Xenochalepus amplipennis

Scientific classification
- Kingdom: Animalia
- Phylum: Arthropoda
- Clade: Pancrustacea
- Class: Insecta
- Order: Coleoptera
- Suborder: Polyphaga
- Infraorder: Cucujiformia
- Family: Chrysomelidae
- Genus: Xenochalepus
- Species: X. amplipennis
- Binomial name: Xenochalepus amplipennis (Baly, 1885)
- Synonyms: Chalepus amplipennis Baly, 1885;

= Xenochalepus amplipennis =

- Genus: Xenochalepus
- Species: amplipennis
- Authority: (Baly, 1885)
- Synonyms: Chalepus amplipennis Baly, 1885

Species of beetle

Xenochalepus amplipennis is a species of beetle of the family Chrysomelidae. It is found in Costa Rica and Panama.

==Description==
The interocular space is very strongly produced and opaque, its hinder half faintly grooved on either side, its anterior portion obscure fulvous, its medial line with a slightly raised longitudinal ridge. The antennae are half the length of the body, compressed and tapering from the sixth joint to the apex.

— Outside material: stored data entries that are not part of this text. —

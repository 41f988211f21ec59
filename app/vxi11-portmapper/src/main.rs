// This Source Code Form is subject to the terms of the Mozilla Public
// License, v. 2.0. If a copy of the MPL was not distributed with this
// file, You can obtain one at https://mozilla.org/MPL/2.0/.

//! `portmapper --host H --port 111 --vxi-port N [--no-udp] [--no-tcp]`:
//! the standalone mini-portmapper, run separately from the VXI-11 core
//! when the two need different privilege levels (the core binds a high
//! port; this binds the privileged port 111) (spec.md §6;
//! `scripts/run_portmapper.py`).

use std::path::PathBuf;

use anyhow::{bail, Context, Result};
use clap::Parser;
use portmapper_proto::PortmapperConfig;

#[derive(Parser, Debug)]
#[command(name = "portmapper", about = "Minimal ONC portmapper for VXI-11 discovery")]
struct Args {
    /// Host/interface to bind.
    #[arg(long, default_value = "0.0.0.0")]
    host: String,

    /// Port to bind (111 requires elevated privileges on most systems).
    #[arg(long, default_value_t = 111)]
    port: u16,

    /// VXI-11 core TCP port to answer GETPORT requests with.
    #[arg(long = "vxi-port")]
    vxi_port: Option<u16>,

    /// Optional gateway config.yaml to read `server.port` from when
    /// `--vxi-port` is not given.
    #[arg(long)]
    config: Option<PathBuf>,

    #[arg(long)]
    no_udp: bool,

    #[arg(long)]
    no_tcp: bool,
}

fn init_tracing() {
    tracing_subscriber::fmt()
        .with_env_filter(tracing_subscriber::EnvFilter::try_from_default_env().unwrap_or_else(|_| "info".into()))
        .init();
}

fn resolve_vxi_port(args: &Args) -> Result<u16> {
    if let Some(port) = args.vxi_port {
        return Ok(port);
    }
    if let Some(config_path) = &args.config {
        let config = gateway_config::load_config(config_path)
            .with_context(|| format!("loading gateway config from {}", config_path.display()))?;
        return Ok(config.server.port);
    }
    tracing::warn!("neither --vxi-port nor --config given; GETPORT will answer 0 for every program");
    Ok(0)
}

async fn run(args: Args) -> Result<()> {
    let vxi_tcp_port = resolve_vxi_port(&args)?;
    tracing::info!(host = %args.host, port = args.port, vxi_tcp_port, "starting portmapper");

    let handles = portmapper_proto::serve(PortmapperConfig {
        host: args.host.clone(),
        port: args.port,
        vxi_tcp_port,
        enable_udp: !args.no_udp,
        enable_tcp: !args.no_tcp,
    })
    .await;

    if handles.is_empty() {
        bail!("neither UDP nor TCP listener could be bound");
    }

    tokio::signal::ctrl_c().await?;
    tracing::info!("received shutdown signal");
    for handle in handles {
        handle.abort();
    }
    Ok(())
}

#[tokio::main]
async fn main() {
    init_tracing();
    let args = Args::parse();
    if let Err(e) = run(args).await {
        tracing::error!(error = %e, "portmapper failed");
        std::process::exit(1);
    }
}
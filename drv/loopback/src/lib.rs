// This Source Code Form is subject to the terms of the Mozilla Public
// License, v. 2.0. If a copy of the MPL was not distributed with this
// file, You can obtain one at https://mozilla.org/MPL/2.0/.

//! Loopback adapter: echoes every write back to the next read
//! (spec.md §8 S1; `loopback.py`). Used to exercise the VXI-11 façade
//! without a physical instrument.

use std::collections::VecDeque;
use std::sync::Mutex as StdMutex;

use adapter::{Adapter, AdapterError};
use async_trait::async_trait;
use tokio::sync::Notify;

pub struct LoopbackAdapter {
    buffer: StdMutex<VecDeque<Vec<u8>>>,
    data_ready: Notify,
}

impl LoopbackAdapter {
    pub fn new() -> Self {
        Self { buffer: StdMutex::new(VecDeque::new()), data_ready: Notify::new() }
    }
}

impl Default for LoopbackAdapter {
    fn default() -> Self {
        Self::new()
    }
}

#[async_trait]
impl Adapter for LoopbackAdapter {
    async fn acquire(&self) -> Result<(), AdapterError> {
        Ok(())
    }

    async fn release(&self) {}

    async fn write(&self, data: &[u8]) -> Result<usize, AdapterError> {
        self.buffer.lock().unwrap().push_back(data.to_vec());
        self.data_ready.notify_one();
        Ok(data.len())
    }

    /// Blocks until at least one write is buffered, then drains up to
    /// `max_bytes`, splitting a chunk if it straddles the boundary
    /// (`loopback.py:read`).
    async fn read(&self, max_bytes: usize) -> Result<Vec<u8>, AdapterError> {
        loop {
            // Register for notification before re-checking the buffer, so a
            // write landing between the check and the wait can't be missed
            // (the classic `Notify` lost-wakeup race).
            let notified = self.data_ready.notified();
            {
                let mut buffer = self.buffer.lock().unwrap();
                if !buffer.is_empty() {
                    let mut out = Vec::new();
                    let mut remaining = max_bytes;
                    while let Some(front) = buffer.pop_front() {
                        if remaining == 0 {
                            buffer.push_front(front);
                            break;
                        }
                        if front.len() <= remaining {
                            remaining -= front.len();
                            out.extend_from_slice(&front);
                        } else {
                            out.extend_from_slice(&front[..remaining]);
                            buffer.push_front(front[remaining..].to_vec());
                            remaining = 0;
                        }
                    }
                    return Ok(out);
                }
            }
            notified.await;
        }
    }

    fn requires_lock(&self) -> bool {
        true
    }
}

#[cfg(test)]
mod tests {
    use super::*;

    #[tokio::test]
    async fn write_then_read_echoes_exact_bytes() {
        let adapter = LoopbackAdapter::new();
        assert_eq!(adapter.write(b"hello").await.unwrap(), 5);
        let data = adapter.read(1024).await.unwrap();
        assert_eq!(data, b"hello");
    }

    #[tokio::test]
    async fn read_splits_a_chunk_that_exceeds_the_request_size() {
        let adapter = LoopbackAdapter::new();
        adapter.write(b"abcdef").await.unwrap();
        assert_eq!(adapter.read(3).await.unwrap(), b"abc");
        assert_eq!(adapter.read(3).await.unwrap(), b"def");
    }

    #[tokio::test]
    async fn read_blocks_until_a_write_arrives() {
        let adapter = std::sync::Arc::new(LoopbackAdapter::new());
        let reader = {
            let adapter = adapter.clone();
            tokio::spawn(async move { adapter.read(16).await.unwrap() })
        };
        tokio::task::yield_now().await;
        adapter.write(b"late").await.unwrap();
        let data = reader.await.unwrap();
        assert_eq!(data, b"late");
    }

    #[test]
    fn requires_lock_is_true() {
        assert!(LoopbackAdapter::new().requires_lock());
    }
}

The thorax is rather broader than long at the base and conic, the sides notched just in front of the posterior angle, slightly but distinctly angulate just beyond the middle, then obliquely converging to the apex, the anterior angle armed with an obtuse lateral tooth. Above opaque, the sides abruptly deflexed, coarsely foveolate-punctate, the disc depressed, its hinder half broadly excavated. The surface is opaque, irregularly and feebly foveolate-punctate, the medial line with a faintly impressed narrow longitudinal groove, the basal margin rather deeply excavated on either side. The elytra are dilated from the base to the hinder angle, then narrowly rounded to the apex, the latter deeply quadrate outer margin distinctly dilated, finely serrulate, more coarsely so posteriorly and on the apical border. Each elytron has ten, at the base with eleven, rows of large punctures, the second interspace strongly costate, the sixth at its base, together with the anterior half of the eighth, moderately elevated.

==Biology==
The recorded food plants are Fabaceae species.